Nous avons alors appris de Marine Le Pen et de l’actuel Président de la République que la France subissait le déferlement apocalyptique de vagues géantes d’immigrés, véritable tsunami chargé de meurtriers en puissance menaçant nos enfants, charriant de la viande hallal menaçant nos assiettes, des légions de religieux islamistes prêchant le terrorisme.

Des immigrés en général, d’ “apparence musulmane” ou non, expression hallucinante inventée pour l’occasion par un Français d’apparence présidentielle. Alors, de ce sommet de l’État tombé si bas qu’on ne l’appelle plus sommet que par habitude, des décisions sont aussitôt rendues publiques. La loi comme gesticulation électorale en réponse à des événements particulier ? Il est temps de rappeler ce que l’on appelle une loi.

Montesquieu remarquait certes que plus un État est autoritaire, moins il a besoin de lois, et que c’est le propre de la démocratie de les multiplier au contraire, non pour encadrer les citoyens, mais pour les libérer de l’arbitraire, les rendre égaux devant des règles communes, garantir leur liberté. Certes, les événements n’y sont pas pour rien : tout cas particulier qui échappe aux lois telles qu’elles sont suscite le besoin d’y inclure des dispositions adaptées aux réalités nouvelles.

Portrait de Montesquieu (1689-1755)

Ce qu’on appelle la “jurisprudence” répond à cette exigence, et celle-ci entre dans le processus historique des lois nouvelles. Celles-ci ne tombent jamais du ciel. Le plus souvent, c’est d’ailleurs une suite de conflits qui manifestent le sentiment grandissant des citoyens d’être à l’étroit dans les lois existantes, et qui créent la nécessité et la possibilité de lois plus larges, qui étendent la liberté de tous.

C’est cette contradiction permanente entre notre besoin de respecter les lois en place et notre besoin d’y résister toujours qu’Emmanuel Kant appelait l’ ” insociable sociabilité “ à la fin du XVIIIème siècle. En ce sens, les réactions présidentielles aux crimes récents sont l’exact contraire de cette idée libératrice de Kant, car en stigmatisant une partie des citoyens elles menacent la liberté de tous.

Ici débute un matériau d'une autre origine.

//! # fit 子命令 CLI 定义
//!
//! ## 依赖关系
//! - 被 `cli/mod.rs` 使用
//! - 参数传递给 `commands/fit.rs`，由 [`FitArgs::to_config`] 解析为 `FitConfig`

use crate::batch::DEFAULT_SPECTRUM_PATTERN;
use crate::cli::{parse_hkl, parse_tof_range};
use crate::error::{Result, TofPeaksError};
use crate::fitting::service::DEFAULT_MAX_ITERATIONS;
use crate::peaks::config::DEFAULT_CYCLES;
use crate::peaks::{CatalogCutoff, FitConfig, FitMode, ReferencePeak, SeedMode};

use clap::{Args, ValueEnum};
use std::path::PathBuf;

/// 拟合模式
#[derive(Debug, Clone, Copy, ValueEnum, PartialEq, Eq)]
pub enum ModeArg {
    /// Walk outwards from a reference peak, seeding each peak from its neighbour
    Robust,
    /// Trust the starting profiles and fit overlapping peaks jointly
    Confident,
}

/// 初始峰形来源
#[derive(Debug, Clone, Copy, ValueEnum, PartialEq, Eq)]
pub enum SeedArg {
    /// Compute from the instrument parameters
    Calculated,
    /// Take TOF_h/Alpha/Beta/Sigma2 from the reflection table
    Table,
}

impl From<SeedArg> for SeedMode {
    fn from(seed: SeedArg) -> Self {
        match seed {
            SeedArg::Calculated => SeedMode::Calculated,
            SeedArg::Table => SeedMode::Table,
        }
    }
}

/// 图像输出格式
#[derive(Debug, Clone, Copy, ValueEnum, PartialEq, Eq)]
pub enum PlotFormat {
    Png,
    Svg,
}

impl PlotFormat {
    pub fn extension(&self) -> &'static str {
        match self {
            PlotFormat::Png => "png",
            PlotFormat::Svg => "svg",
        }
    }
}

#[derive(Args, Debug)]
pub struct FitArgs {
    /// Input: spectrum file (.csv/.xy/.dat) or directory of spectra
    pub input: PathBuf,

    /// Reflection table (CSV with H,K,L and optional starting values)
    #[arg(long)]
    pub reflections: PathBuf,

    /// Instrument parameter table (CSV with Name,Value)
    #[arg(long)]
    pub instrument: PathBuf,

    /// Fit mode
    #[arg(long, value_enum, default_value = "robust")]
    pub mode: ModeArg,

    /// Source of the starting peak profiles
    #[arg(long, value_enum, default_value = "calculated")]
    pub seed: SeedArg,

    /// Reference reflection for robust mode (e.g., "2,2,0" or "220")
    #[arg(long)]
    pub reference_hkl: Option<String>,

    /// TOF window of the reference peak (e.g., "10000-10500")
    #[arg(long)]
    pub reference_range: Option<String>,

    /// Lowest-d reflection that is always fitted (e.g., "3,3,1")
    #[arg(long)]
    pub min_hkl: Option<String>,

    /// Number of reflections to fit beyond --min-hkl
    #[arg(long, default_value_t = 0)]
    pub below_limit: usize,

    /// Refinement cycles per peak
    #[arg(long, default_value_t = DEFAULT_CYCLES)]
    pub cycles: usize,

    /// Maximum optimizer iterations per fit
    #[arg(long, env = "TOFPEAKS_MAX_ITERATIONS", default_value_t = DEFAULT_MAX_ITERATIONS)]
    pub max_iterations: usize,

    /// Output directory (one sub-directory per spectrum)
    #[arg(short, long, default_value = "tofpeaks_results")]
    pub output: PathBuf,

    /// Write a plot of raw, fitted and residual patterns
    #[arg(long, default_value_t = false)]
    pub plot: bool,

    #[arg(long, value_enum, default_value = "png")]
    pub plot_format: PlotFormat,

    /// Figure width in pixels (for PNG) or points (for SVG)
    #[arg(long, default_value_t = 1400)]
    pub width: u32,

    /// Figure height in pixels (for PNG) or points (for SVG)
    #[arg(long, default_value_t = 800)]
    pub height: u32,

    // ─────────────────────────────────────────────────────────────
    // 批量处理参数
    // ─────────────────────────────────────────────────────────────
    /// Glob pattern for spectrum files (batch mode)
    #[arg(long, default_value = DEFAULT_SPECTRUM_PATTERN)]
    pub pattern: String,

    /// Number of parallel jobs (0 = auto, batch mode only)
    #[arg(short, long, default_value_t = 0)]
    pub jobs: usize,

    /// Recurse into subdirectories (batch mode)
    #[arg(long, default_value_t = false)]
    pub recursive: bool,

    /// Overwrite existing results
    #[arg(long, default_value_t = false)]
    pub overwrite: bool,

    /// Only print warnings and the summary
    #[arg(short, long, default_value_t = false)]
    pub quiet: bool,

    /// Print per-stage refinement details
    #[arg(short, long, default_value_t = false)]
    pub verbose: bool,
}

impl FitArgs {
    pub fn to_config(&self) -> Result<FitConfig> {
        let mode = match self.mode {
            ModeArg::Confident => FitMode::Confident,
            ModeArg::Robust => {
                let hkl = self.reference_hkl.as_deref().ok_or_else(|| {
                    TofPeaksError::Configuration(
                        "robust mode requires --reference-hkl".to_string(),
                    )
                })?;
                let range = self.reference_range.as_deref().ok_or_else(|| {
                    TofPeaksError::Configuration(
                        "robust mode requires --reference-range".to_string(),
                    )
                })?;
                let (left, right) = parse_tof_range(range)?;
                FitMode::Robust(ReferencePeak::new(parse_hkl(hkl)?, left, right)?)
            }
        };

        let cutoff = match &self.min_hkl {
            Some(hkl) => Some(CatalogCutoff {
                minimum_hkl: parse_hkl(hkl)?,
                below_limit: self.below_limit,
            }),
            None => None,
        };

        let config = FitConfig {
            mode,
            seed_mode: self.seed.into(),
            cutoff,
            cycles: self.cycles,
            max_iterations: self.max_iterations,
        };
        config.validate()?;
        Ok(config)
    }
}

#[cfg(test)]
mod tests {
    use super::*;
    use crate::cli::{Cli, Commands};
    use crate::models::MillerIndex;
    use clap::Parser;

    fn parse(args: &[&str]) -> FitArgs {
        let mut argv = vec![
            "tofpeaks",
            "fit",
            "run.csv",
            "--reflections",
            "hkl.csv",
            "--instrument",
            "inst.csv",
        ];
        argv.extend_from_slice(args);
        match Cli::parse_from(argv).command {
            Commands::Fit(args) => args,
            _ => panic!("expected fit"),
        }
    }

    #[test]
    fn test_robust_config() {
        let args = parse(&[
            "--reference-hkl",
            "2,2,0",
            "--reference-range",
            "13750-14300",
            "--min-hkl",
            "331",
            "--below-limit",
            "2",
        ]);
        let config = args.to_config().unwrap();
        match config.mode {
            FitMode::Robust(reference) => {
                assert_eq!(reference.hkl, MillerIndex::new(2, 2, 0));
                assert_eq!(reference.left, 13750.0);
                assert_eq!(reference.right, 14300.0);
            }
            FitMode::Confident => panic!("expected robust"),
        }
        let cutoff = config.cutoff.unwrap();
        assert_eq!(cutoff.minimum_hkl, MillerIndex::new(3, 3, 1));
        assert_eq!(cutoff.below_limit, 2);
        assert_eq!(config.cycles, DEFAULT_CYCLES);
    }

    #[test]
    fn test_robust_without_reference_is_configuration_error() {
        let args = parse(&["--reference-range", "13750-14300"]);
        assert!(matches!(args.to_config(), Err(TofPeaksError::Configuration(_))));
    }

    #[test]
    fn test_confident_config() {
        let args = parse(&["--mode", "confident", "--seed", "table", "--cycles", "3"]);
        let config = args.to_config().unwrap();
        assert_eq!(config.mode, FitMode::Confident);
        assert_eq!(config.seed_mode, SeedMode::Table);
        assert_eq!(config.cycles, 3);
        assert!(config.cutoff.is_none());
    }

    #[test]
    fn test_default_pattern_matches_collector() {
        assert_eq!(parse(&[]).pattern, DEFAULT_SPECTRUM_PATTERN);
    }
}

Le même Kant ajoutait que ” tout ce qui est injuste est un obstacle à la liberté “. En effet, nous n’avons besoin de lois que pour nous protéger de ce qui menace notre puissance de vivre, d’agir, de penser. Une loi pour être juste ne doit viser que cette protection de chacun contre les obstacles à sa liberté. D’où la belle définition de Kant, pour qui le droit n’assure la liberté qu’ ” en tant qu’obstacle à ce qui fait obstacle à la liberté “. Il est temps de rappeler ces quelques principes de la Philosophie des Lumières, que la France s’enorgueillit d’avoir contribué à rendre universels. De rappeler par exemple aussi ce que Diderot écrivait dans son article ” Autorité politique “ de l’Encyclopédie :

Il n’est d’autorité et de sécurité véritables dans une République soucieuse de légitimité,  ce n’est pas l’État qui appartient au prince, c’est le prince qui appartient à l’État.

Et Diderot ajoutait :

La flatterie, l’intérêt particulier et l’esprit de servitude sont l’origine de tous les maux qui accablent un État, et de toutes les lâchetés qui le déshonorent.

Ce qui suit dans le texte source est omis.